Serum levels of MMP9 and TLR4 were measured by enzyme-linked immunosorbent assay (ELISA) in 88 AAD patients and 88 controls. The clinical test related information was collected from patients’ electronic medical records.

Results

Serum MMP9 and TLR4 levels were significantly higher in AAD patients than those in healthy controls in the general and stratified comparisons. Either serum MMP9 or TLR4 was independently associated with the risk of AAD (all p < 0.001). There was a positive significant association between serum MMP9 and TLR4 (r = 0.518, p < 0.001). Both MMP9 and TLR4 levels were statistically correlated with circulating CRP, but not D-dimer. Based on receiver-operating characteristic (ROC) analysis, the area under the curves (AUCs) of MMP9 and TLR4 alone for the diagnosis of AAD were 0.810 and 0.799 with optimal cut-off points of 379.47 ng/ml and 7.83 ng/ml, respectively. Moreover, a combination of serum MMP9 and TLR4 increased the AUC to 0.89 with a sensitivity of 60.2% and specificity of 94.3%.

Conclusions

Serum MMP9 and TLR4 could be potential biomarkers for identifying AAD, while the combined diagnostic value was higher in safely ruling out AAD.

Keywords

  • Matrix metalloproteinase 9
  • Toll-like receptor 4
  • Acute aortic dissection
  • Inflammation

Background

Acute aortic dissection (AAD), a life-threatening aortic lesion, is characterized by the separation of aortic wall layers with severe morbidity and mortality. Based on the site of lesion and extended-range, AAD is most commonly divided in Stanford type A (involving the ascending aorta, proximal dissection) and Stanford type B (involving the descending aorta, distal dissection) [1]. The progressive extracellular matrix proteins degradation, and local aortic wall and systemic inflammatory reactions are regarded as key pathological features in AAD formation and development [2]. Matrix metalloproteinase 9 (MMP9) is an important extracellular matrix proteinase with the ability to degrade multiple extracellular components in aortic wall, mainly collagen and elastin, and its excessive production can result in the weakening of the aortic media, pathologic vascular remodeling and dissection [3]. MMP9 is produced by endothelial cells, smooth muscle cells, fibroblasts and infiltrating inflammatory cells [4]. Several studies have demonstrated that serum MMP9 levels measured by enzyme-linked immunosorbent assay (ELISA) in patients with AAD were higher than those in normal population [57]. However, the potential clinical diagnostic value of serum MMP9 in identifying AAD is far from clear.

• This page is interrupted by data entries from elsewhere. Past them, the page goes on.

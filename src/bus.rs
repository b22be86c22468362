//! # Bus Transport
//!
//! A bit-banged I2C master over two open-drain lines, plus the
//! [`RegisterBus`] contract the peripheral drivers are written against.
//!
//! ## Bounded waits
//! Every wait on a line level (bus idle before START, clock stretching,
//! acknowledge) polls at most [`RetryBudget`] times. The budget is an
//! iteration count, not a wall-clock timeout, so its real duration scales
//! with how fast the GPIO backend toggles lines.
//!
//! ## Sticky health
//! Any transport failure is latched in [`BusHealth`]. While latched, every
//! write returns [`BusError::Faulted`] without touching the lines; reads are
//! still attempted so a caller can probe the device. The latch is only
//! cleared by [`RegisterBus::clear_fault`], which the kiosk does once at
//! startup right after [`I2cBus::reset_bus`].

use std::fmt;
use std::thread;
use std::time::Duration;
use thiserror::Error;
use tracing::{debug, warn};

/// The wait step that ran out of budget.
#[derive(Clone, Copy, Debug, PartialEq, Eq)]
pub enum Stage {
    /// Both lines high before a START condition
    BusIdle,
    /// Clock released by the target after stretching
    ClockStretch,
    /// Target acknowledged its address
    AddressAck,
    /// Target acknowledged a register or payload byte
    DataAck,
}

impl fmt::Display for Stage {
    fn fmt(&self, f: &mut fmt::Formatter<'_>) -> fmt::Result {
        let name = match self {
            Stage::BusIdle => "bus idle",
            Stage::ClockStretch => "clock release",
            Stage::AddressAck => "address acknowledge",
            Stage::DataAck => "data acknowledge",
        };
        f.write_str(name)
    }
}

/// Transport failures.
#[derive(Error, Debug, Clone, PartialEq, Eq)]
pub enum BusError {
    #[error("bus timeout waiting for {stage}")]
    Timeout { stage: Stage },

    /// Short-circuited by an earlier failure that has not been cleared
    #[error("bus is faulted, write suppressed")]
    Faulted,

    /// The line or device backend itself failed
    #[error("bus I/O: {0}")]
    Io(String),
}

/// Maximum number of polls for one wait step.
#[derive(Clone, Copy, Debug, PartialEq, Eq)]
pub struct RetryBudget(u32);

impl RetryBudget {
    /// `None` for a zero budget, which could never observe a level.
    pub fn new(polls: u32) -> Option<Self> {
        (polls > 0).then_some(Self(polls))
    }

    /// Poll `ready` until it reports true, at most `polls` times.
    pub fn poll<F>(self, stage: Stage, mut ready: F) -> Result<(), BusError>
    where
        F: FnMut() -> Result<bool, BusError>,
    {
        let mut remaining = self.0;
        while remaining > 0 {
            if ready()? {
                return Ok(());
            }
            remaining -= 1;
        }
        Err(BusError::Timeout { stage })
    }
}

impl Default for RetryBudget {
    fn default() -> Self {
        Self(10_000)
    }
}

/// Sticky error latch shared by all operations on one bus.
#[derive(Debug, Default, Clone)]
pub struct BusHealth {
    fault: Option<BusError>,
}

impl BusHealth {
    pub fn is_faulted(&self) -> bool {
        self.fault.is_some()
    }

    /// Latch `error` unless a fault is already held; the first cause is kept.
    pub fn record(&mut self, error: &BusError) {
        if self.fault.is_none() && *error != BusError::Faulted {
            warn!(%error, "bus fault latched");
            self.fault = Some(error.clone());
        }
    }

    pub fn clear(&mut self) {
        if let Some(error) = self.fault.take() {
            debug!(%error, "bus fault cleared");
        }
    }

    /// `Err(Faulted)` while latched; used to gate every write.
    pub fn guard_write(&self) -> Result<(), BusError> {
        if self.is_faulted() {
            Err(BusError::Faulted)
        } else {
            Ok(())
        }
    }
}

/// Register-addressed access to one peripheral.
///
/// Both the clock's I2C bus and the card reader's SPI link implement this, so
/// the drivers see the same sticky-health contract on either bus.
pub trait RegisterBus {
    fn write_register(&mut self, register: u8, value: u8) -> Result<(), BusError>;
    fn read_register(&mut self, register: u8) -> Result<u8, BusError>;
    /// One transaction reading `buf.len()` consecutive registers.
    fn read_burst(&mut self, register: u8, buf: &mut [u8]) -> Result<(), BusError>;
    /// One transaction writing consecutive registers starting at `register`.
    fn write_burst(&mut self, register: u8, bytes: &[u8]) -> Result<(), BusError>;
    fn health(&self) -> &BusHealth;
    fn clear_fault(&mut self);
}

Increasing data have indicated that AAD is closely associated with an inflammatory response, as evidenced not only by an accompanying elevation in inflammatory markers, including C-reactive protein (CRP) and D-dimer [8, 9], but also by the detection of inflammatory cells such as lymphocytes and macrophages in aortic media [7, 10]. Toll-like receptor 4 (TLR4) is one of the most well-characterized inflammation-related molecules, which can recognize both pathogens and endogenous ligands and initiate inflammatory reactions [11]. Immune inflammatory cells are primary sources of TLR4. In addition, TLR4 can be expressed in vascular-related cells, particularly endothelial cells and smooth muscle cells, and participate in mediating vascular inflammation and remodeling [12, 13]. Recently, TLR4 role has emerged in maintaining aortic homeostasis and evoking aortic aging and diseases [14]. Therefore, it is reasonable to suppose that TLR4 may play a crucial role in pathogenesis of AAD. However, to date, no researcher has tried to discuss the association of serum TLR4 levels with AAD. In addition, current data have reported the role of TLR4-mediated signaling pathway in triggering inflammatory cell infiltration and media degeneration in the aortic wall, and regulating MMP9 expression in human aortic smooth muscle cells [1517]. However, to our knowledge, there was lacking evidence concerning the relationship between serum MMP9 and TLR4 expression.

In this study, we evaluated serum MMP9 and TLR4 levels in AAD patients and healthy controls. Then, we investigated the possible association between serum MMP9 and TLR4, and their correlation with classical biomarkers of AAD, such as CRP and D-dimer. Furthermore, we attempted to clarify MMP9 and TLR4 alone, and their combined diagnostic efficacy for AAD detection.

Methods

Study population

A total of 88 patients diagnosed as AAD and 88 age and gender matched healthy controls were enrolled in this study from the First Hospital of China Medical University between March 2017 and January 2018. The diagnosis of all patients who were admitted to our emergency department for evaluation within 24 h after symptom onset was confirmed by computed tomography angiography (CTA). AAD patients were then classified in Stanford type A (n = 47) and type B (n = 41). The exclusion criteria included subjects with chronic aortic dissection, coronary heart disease, congenital heart disease, severe vascular stenosis, autoimmune diseases, severe organ failure, infectious diseases, malignant tumors, hematological system diseases, previous aortic surgery or received non-steroidal anti-inflammatory drugs or steroids. The demographic data, risk factors and clinical test related information including CRP and D-dimer levels were collected from patients’ electronic medical records. The tests used for CRP and D-dimer evaluation were according to our hospital laboratory uniform measurement standards and methods. BC-5390CRP blood cell analyzer (Mindray) and matching reagents were used for CRP evaluation, and Immuno-Turbidimetric Assay of D-Dimer (STA-LIATEST® D-DI) was used for D-dimer detection. This study was approved by the Ethics Committee of the First Hospital of China Medical University (Shenyang, China). Written informed consent was obtained from each subject.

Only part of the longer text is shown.